Encíclica ecológica: superar mito do progresso material e focar na dignidade humana

Por Marcela Belchior

As sociedades atuais já contam com base tecnológica e econômica suficiente. O movimento, agora, deve girar em torno da dignidade humana, erradicação da pobreza e do equilíbrio ambiental. A análise é do cardeal e secretário de Estado do Vaticano Pietro Parolin, recentemente, durante a palestra "As pessoas e o planeta em primeiro lugar: o imperativo de mudar de rumo", em Roma, capital da Itália, organizada pelo Pontifício Conselho Justiça e Paz e CIDSE, rede internacional de organizações não governamentais católicas para o desenvolvimento.

O tema de sua fala foi "A importância da encíclica Louvado Seja [Laudato si'] para a Igreja e o mundo à luz dos grandes eventos políticos em 2015 e depois". Em sua defesa de uma mudança em esfera planetária, o secretário de Estado foca sua argumentação em três setores que, para ele, ajudam a compreender a encíclica "Louvado seja", divulgada pelo Vaticano no último dia 18 de junho: os âmbitos internacional, nacional e local, além da própria Igreja Católica. Parolin afirma que todas essas instâncias contribuem para reorientar nossas intervenções no meio ambiente e para estimular o cuidado com a chamada "Casa Comum".

"No âmbito internacional, é necessário sermos cada vez mais conscientes de que tudo está intimamente relacionado e que o meio ambiente, a terra e o clima são uma herança comum, cujos frutos devem beneficiar todos. São um bem comum e coletivo, de todos e para todos, o patrimônio de toda a humanidade e responsabilidade de todos", afirma o cardeal.

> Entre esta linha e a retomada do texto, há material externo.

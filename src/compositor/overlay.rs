//! Countdown overlay: dimmed scrim, dark disc and a seven-segment digit.

use image::{Rgb, RgbImage};

const SCRIM_KEEP: f32 = 0.5;
const DISC_KEEP: f32 = 0.4;
const DISC_RADIUS: f32 = 0.18;
const DIGIT_FILL: Rgb<u8> = Rgb([255, 255, 255]);
const DIGIT_OUTLINE: Rgb<u8> = Rgb([15, 15, 15]);

// Segment order: a (top), b, c, d (bottom), e, f, g (middle).
const SEGMENTS: [[bool; 7]; 10] = [
    [true, true, true, true, true, true, false],
    [false, true, true, false, false, false, false],
    [true, true, false, true, true, false, true],
    [true, true, true, true, false, false, true],
    [false, true, true, false, false, true, true],
    [true, false, true, true, false, true, true],
    [true, false, true, true, true, true, true],
    [true, true, true, false, false, false, false],
    [true, true, true, true, true, true, true],
    [true, true, true, true, false, true, true],
];

/// Draw the countdown overlay for `digit` over everything already on `canvas`.
pub fn draw_countdown(canvas: &mut RgbImage, digit: u8) {
    let (width, height) = canvas.dimensions();
    if width == 0 || height == 0 {
        return;
    }

    let cx = width as f32 / 2.0;
    let cy = height as f32 / 2.0;
    let radius = width.min(height) as f32 * DISC_RADIUS;

    for (x, y, pixel) in canvas.enumerate_pixels_mut() {
        let dx = x as f32 + 0.5 - cx;
        let dy = y as f32 + 0.5 - cy;
        let keep = if dx * dx + dy * dy <= radius * radius {
            SCRIM_KEEP * DISC_KEEP
        } else {
            SCRIM_KEEP
        };
        for channel in pixel.0.iter_mut() {
            *channel = (*channel as f32 * keep) as u8;
        }
    }

    let glyph_height = radius * 1.1;
    let glyph_width = glyph_height * 0.55;
    let thickness = (glyph_height * 0.13).max(1.0);
    let outline = (thickness * 0.35).max(1.0);
    let rects = segment_rects(digit % 10, cx, cy, glyph_width, glyph_height, thickness);

    for rect in &rects {
        fill_rect(canvas, rect.grow(outline), DIGIT_OUTLINE);
    }
    for rect in &rects {
        fill_rect(canvas, *rect, DIGIT_FILL);
    }
}

#[derive(Debug, Clone, Copy)]
struct Rect {
    left: f32,
    top: f32,
    width: f32,
    height: f32,
}

impl Rect {
    fn grow(self, by: f32) -> Self {
        Self {
            left: self.left - by,
            top: self.top - by,
            width: self.width + 2.0 * by,
            height: self.height + 2.0 * by,
        }
    }
}

fn segment_rects(digit: u8, cx: f32, cy: f32, w: f32, h: f32, t: f32) -> Vec<Rect> {
    let left = cx - w / 2.0;
    let top = cy - h / 2.0;
    let half = h / 2.0;
    let all = [
        Rect { left, top, width: w, height: t },
        Rect { left: left + w - t, top, width: t, height: half },
        Rect { left: left + w - t, top: top + half, width: t, height: half },
        Rect { left, top: top + h - t, width: w, height: t },
        Rect { left, top: top + half, width: t, height: half },
        Rect { left, top, width: t, height: half },
        Rect { left, top: top + half - t / 2.0, width: w, height: t },
    ];

    SEGMENTS[digit as usize]
        .iter()
        .zip(all)
        .filter(|(on, _)| **on)
        .map(|(_, rect)| rect)
        .collect()
}

fn fill_rect(canvas: &mut RgbImage, rect: Rect, color: Rgb<u8>) {
    let (width, height) = canvas.dimensions();
    let x0 = rect.left.round().max(0.0) as u32;
    let y0 = rect.top.round().max(0.0) as u32;
    let x1 = ((rect.left + rect.width).round().max(0.0) as u32).min(width);
    let y1 = ((rect.top + rect.height).round().max(0.0) as u32).min(height);

    for y in y0..y1 {
        for x in x0..x1 {
            canvas.put_pixel(x, y, color);
        }
    }
}

#[cfg(test)]
mod tests {
    use super::*;

    #[test]
    fn scrim_dims_corners() {
        let mut canvas = RgbImage::from_pixel(128, 72, Rgb([200, 100, 50]));
        draw_countdown(&mut canvas, 3);
        assert_eq!(*canvas.get_pixel(0, 0), Rgb([100, 50, 25]));
        assert_eq!(*canvas.get_pixel(127, 71), Rgb([100, 50, 25]));
    }

    #[test]
    fn digit_is_drawn_at_center() {
        let mut canvas = RgbImage::from_pixel(1280, 720, Rgb([0, 0, 0]));
        draw_countdown(&mut canvas, 8);
        // The middle bar of an 8 crosses the center.
        assert_eq!(*canvas.get_pixel(640, 360), DIGIT_FILL);
    }

    #[test]
    fn one_leaves_center_dark() {
        let mut canvas = RgbImage::from_pixel(1280, 720, Rgb([200, 200, 200]));
        draw_countdown(&mut canvas, 1);
        let center = canvas.get_pixel(640, 360);
        assert!(center.0[0] < 100);
        let lit = canvas.pixels().filter(|p| **p == DIGIT_FILL).count();
        assert!(lit > 0);
    }
}
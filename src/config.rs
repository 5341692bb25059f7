//! Booth configuration.
//!
//! One struct selects pipeline behaviour (pose matching on/off, mirrored
//! output, capture mode) and carries the numeric policy of every component.

use crate::analysis::{PoseTolerances, PoseWeights};
use crate::error::{BoothError, BoothResult};
use std::time::Duration;

/// How a finished countdown is turned into a photo.
#[derive(Debug, Clone, Copy, PartialEq, Eq, Default)]
pub enum CaptureMode {
    /// Capture as soon as the countdown reaches zero, then cool down.
    #[default]
    Auto,
    /// Raise the ready flag at zero and wait for an explicit capture request.
    Manual,
}

/// Countdown and cooldown policy.
#[derive(Debug, Clone, PartialEq)]
pub struct CountdownConfig {
    /// Similarity at or above which a countdown starts.
    pub trigger_threshold: f32,
    /// Similarity below which a running countdown is cancelled.
    pub cancel_threshold: f32,
    /// First digit shown when a countdown starts.
    pub start_count: u8,
    /// Wall-clock length of one countdown step.
    pub step: Duration,
    /// Minimum interval after an automatic capture.
    pub cooldown: Duration,
}

impl Default for CountdownConfig {
    fn default() -> Self {
        Self {
            trigger_threshold: 0.80,
            cancel_threshold: 0.75,
            start_count: 3,
            step: Duration::from_secs(1),
            cooldown: Duration::from_secs(3),
        }
    }
}

#[derive(Debug, Clone, PartialEq)]
pub struct BoothConfig {
    /// Output canvas width; every composite is scaled to this.
    pub canvas_width: u32,
    /// Output canvas height.
    pub canvas_height: u32,

    pub enable_pose_matching: bool,
    /// Flip the displayed composite horizontally. Captured photos are never flipped.
    pub mirror_output: bool,
    pub capture_mode: CaptureMode,

    /// Matte value above which a pixel counts toward the occupancy ratio.
    pub pixel_threshold: u8,
    /// Matte value above which a pixel extends the bounding box.
    pub bbox_threshold: u8,

    /// EMA weight of the newest distance sample.
    pub distance_smoothing: f32,
    /// Smoothed distance (meters) at or below which the subject is in range.
    pub in_range_max_m: f32,

    pub pose_tolerances: PoseTolerances,
    pub pose_weights: PoseWeights,

    pub countdown: CountdownConfig,

    /// Gaussian sigma for the blurred background.
    pub blur_sigma: f32,
}

impl Default for BoothConfig {
    fn default() -> Self {
        Self {
            canvas_width: 1280,
            canvas_height: 720,
            enable_pose_matching: true,
            mirror_output: false,
            capture_mode: CaptureMode::Auto,
            pixel_threshold: 200,
            bbox_threshold: 128,
            distance_smoothing: 0.3,
            in_range_max_m: 1.0,
            pose_tolerances: PoseTolerances::default(),
            pose_weights: PoseWeights::default(),
            countdown: CountdownConfig::default(),
            blur_sigma: 8.0,
        }
    }
}

impl BoothConfig {
    pub fn validate(&self) -> BoothResult<()> {
        if self.canvas_width == 0 || self.canvas_height == 0 {
            return Err(BoothError::invalid_config(format!(
                "canvas must be non-empty, got {}x{}",
                self.canvas_width, self.canvas_height
            )));
        }

        if self.pixel_threshold < self.bbox_threshold {
            return Err(BoothError::invalid_config(
                "pixel threshold must not be below the bounding-box threshold",
            ));
        }

        if !(self.distance_smoothing > 0.0 && self.distance_smoothing <= 1.0) {
            return Err(BoothError::invalid_config(format!(
                "distance smoothing must be in (0, 1], got {}",
                self.distance_smoothing
            )));
        }

        if !(self.in_range_max_m > 0.0) {
            return Err(BoothError::invalid_config("in-range limit must be positive"));
        }

        let tolerances = &self.pose_tolerances;
        if [tolerances.aspect, tolerances.center_x, tolerances.center_y, tolerances.area]
            .iter()
            .any(|t| !(*t > 0.0))
        {
            return Err(BoothError::invalid_config("pose tolerances must be positive"));
        }

        let weights = &self.pose_weights;
        let parts = [weights.aspect, weights.center_x, weights.center_y, weights.area];
        if parts.iter().any(|w| *w < 0.0) || (weights.total() - 1.0).abs() > 1e-3 {
            return Err(BoothError::invalid_config(format!(
                "pose weights must be non-negative and sum to 1, got {}",
                weights.total()
            )));
        }

        let countdown = &self.countdown;
        for (name, value) in [
            ("trigger", countdown.trigger_threshold),
            ("cancel", countdown.cancel_threshold),
        ] {
            if !(0.0..=1.0).contains(&value) {
                return Err(BoothError::invalid_config(format!(
                    "{name} threshold must be in [0, 1], got {value}"
                )));
            }
        }
        if countdown.cancel_threshold > countdown.trigger_threshold {
            return Err(BoothError::invalid_config(
                "cancel threshold must not exceed the trigger threshold",
            ));
        }
        if countdown.start_count == 0 || countdown.start_count > 9 {
            return Err(BoothError::invalid_config(format!(
                "countdown must start between 1 and 9, got {}",
                countdown.start_count
            )));
        }
        if countdown.step.is_zero() {
            return Err(BoothError::invalid_config("countdown step must be non-zero"));
        }

        if self.blur_sigma < 0.0 {
            return Err(BoothError::invalid_config("blur sigma must not be negative"));
        }

        Ok(())
    }
}

#[cfg(test)]
mod tests {
    use super::*;

    #[test]
    fn test_default_config() {
        let config = BoothConfig::default();
        assert_eq!((config.canvas_width, config.canvas_height), (1280, 720));
        assert_eq!(config.pixel_threshold, 200);
        assert_eq!(config.bbox_threshold, 128);
        assert_eq!(config.distance_smoothing, 0.3);
        assert_eq!(config.countdown.start_count, 3);
        assert_eq!(config.countdown.step, Duration::from_secs(1));
        assert_eq!(config.countdown.cooldown, Duration::from_secs(3));
        assert_eq!(config.capture_mode, CaptureMode::Auto);
        assert!(config.validate().is_ok());
    }

    #[test]
    fn test_rejects_inverted_hysteresis() {
        let config = BoothConfig {
            countdown: CountdownConfig {
                trigger_threshold: 0.7,
                cancel_threshold: 0.8,
                ..Default::default()
            },
            ..Default::default()
        };
        assert!(matches!(config.validate(), Err(BoothError::InvalidConfig(_))));
    }

    #[test]
    fn test_rejects_empty_canvas_and_bad_smoothing() {
        let config = BoothConfig {
            canvas_width: 0,
            ..Default::default()
        };
        assert!(config.validate().is_err());

        let config = BoothConfig {
            distance_smoothing: 0.0,
            ..Default::default()
        };
        assert!(config.validate().is_err());
    }

    #[test]
    fn test_pose_weights_must_sum_to_one() {
        let config = BoothConfig {
            pose_weights: PoseWeights {
                aspect: 0.5,
                center_x: 0.5,
                center_y: 0.5,
                area: 0.5,
            },
            ..Default::default()
        };
        assert!(matches!(config.validate(), Err(BoothError::InvalidConfig(_))));

        let config = BoothConfig {
            pose_weights: PoseWeights {
                aspect: 0.25,
                center_x: 0.25,
                center_y: 0.25,
                area: 0.25,
            },
            ..Default::default()
        };
        assert!(config.validate().is_ok());
    }

    #[test]
    fn test_rejects_two_digit_countdown() {
        let config = BoothConfig {
            countdown: CountdownConfig {
                start_count: 10,
                ..Default::default()
            },
            ..Default::default()
        };
        assert!(config.validate().is_err());
    }
}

"Mas reconhecer estas verdades não conduz, no entanto, a uma conclusão inevitável. Carece de um firme compromisso para desenvolver uma verdadeira ética das relações internacionais realmente capaz de fazer frente a uma variedade de temas, como os desequilíbrios comerciais e a dívida externa e ecológica, denunciados na encíclica", complementa Parolin.

Segundo ele, o que impede que a comunidade internacional assuma essa perspectiva pode ser resumido nas seguintes observações do Papa: a "falta de honestidade e responsabilidade" e a conseguinte "escassa consciência de seus próprios limites". Para o cardeal, vivemos em um contexto em que é possível deixar para trás o mito moderno do progresso material sem limites e pensar em maneiras inteligentes de orientar, cultivar e militar o poder do ser humano.

Para o secretário de Estado da Santa Sé, já temos disponível uma base tecnológica e operacional para a promoção de progressos e o momento, agora, é de aproveitar a oportunidade para cultivar três objetivos inter-relacionados: contribuir para o florescimento da dignidade humana, ajudar a erradicar a pobreza e fazer frente à degradação ambiental.

"No entanto, as forças que atuam no âmbito internacional não são suficientes por si mesmas; necessitam de um claro enfoque nacional, de acordo com o princípio de subsidiariedade. E aqui entramos no segundo âmbito de nossa reflexão, o da ação nacional e local", explica. Parolin destaca que o documento pontifício mostra que podemos efetivar essa orientação por meio da transformação de modos de consumo, desenvolvimento de economia de resíduos e reciclagem, incentivo à estrutura agrícola das regiões mais pobres, organização dos mercados nacionais e locais, desenvolvimento de técnicas agrícolas sustentáveis e promoção de modo circular de produção.

"É uma clara resposta ao desperdício de alimentos e à aceleração de uma transição energética. Por desgraça, há muitos interesses particulares e, muito facilmente, o interesse econômico chega a prevalecer sobre o bem comum e a manipular a informação para não ver afetados seus projetos", observou o Cardeal.

Para apontar a participação da Igreja Católica nessa mudança global, Pietro Parolin destaca os ensinamentos de São Francisco, citado na encíclica. "Ele vivia com simplicidade e em uma maravilhosa harmonia com Deus, com os outros, com a natureza e consigo mesmo. Nele se adverte até que ponto são inseparáveis a preocupação pela natureza, a justiça com os pobres, o compromisso com a sociedade e a paz interior", afirma.

"O Papa Francisco afirma mais uma vez que a Igreja não pretende definir as questões científicas ou substituir a política, mas parece ser portadora da necessidade de questionar o significado e o propósito de toda atividade humana", enfatizou o Cardeal. "Quando nos interrogamos sobre qual mundo queremos deixar, entendemos, sobretudo, sua orientação geral, seu sentido e seus valores. Por isso, não basta dizer que devemos nos preocupar pelas futuras gerações. Se requer advertir que o que está em jogo é nossa própria dignidade", conclui Parolin.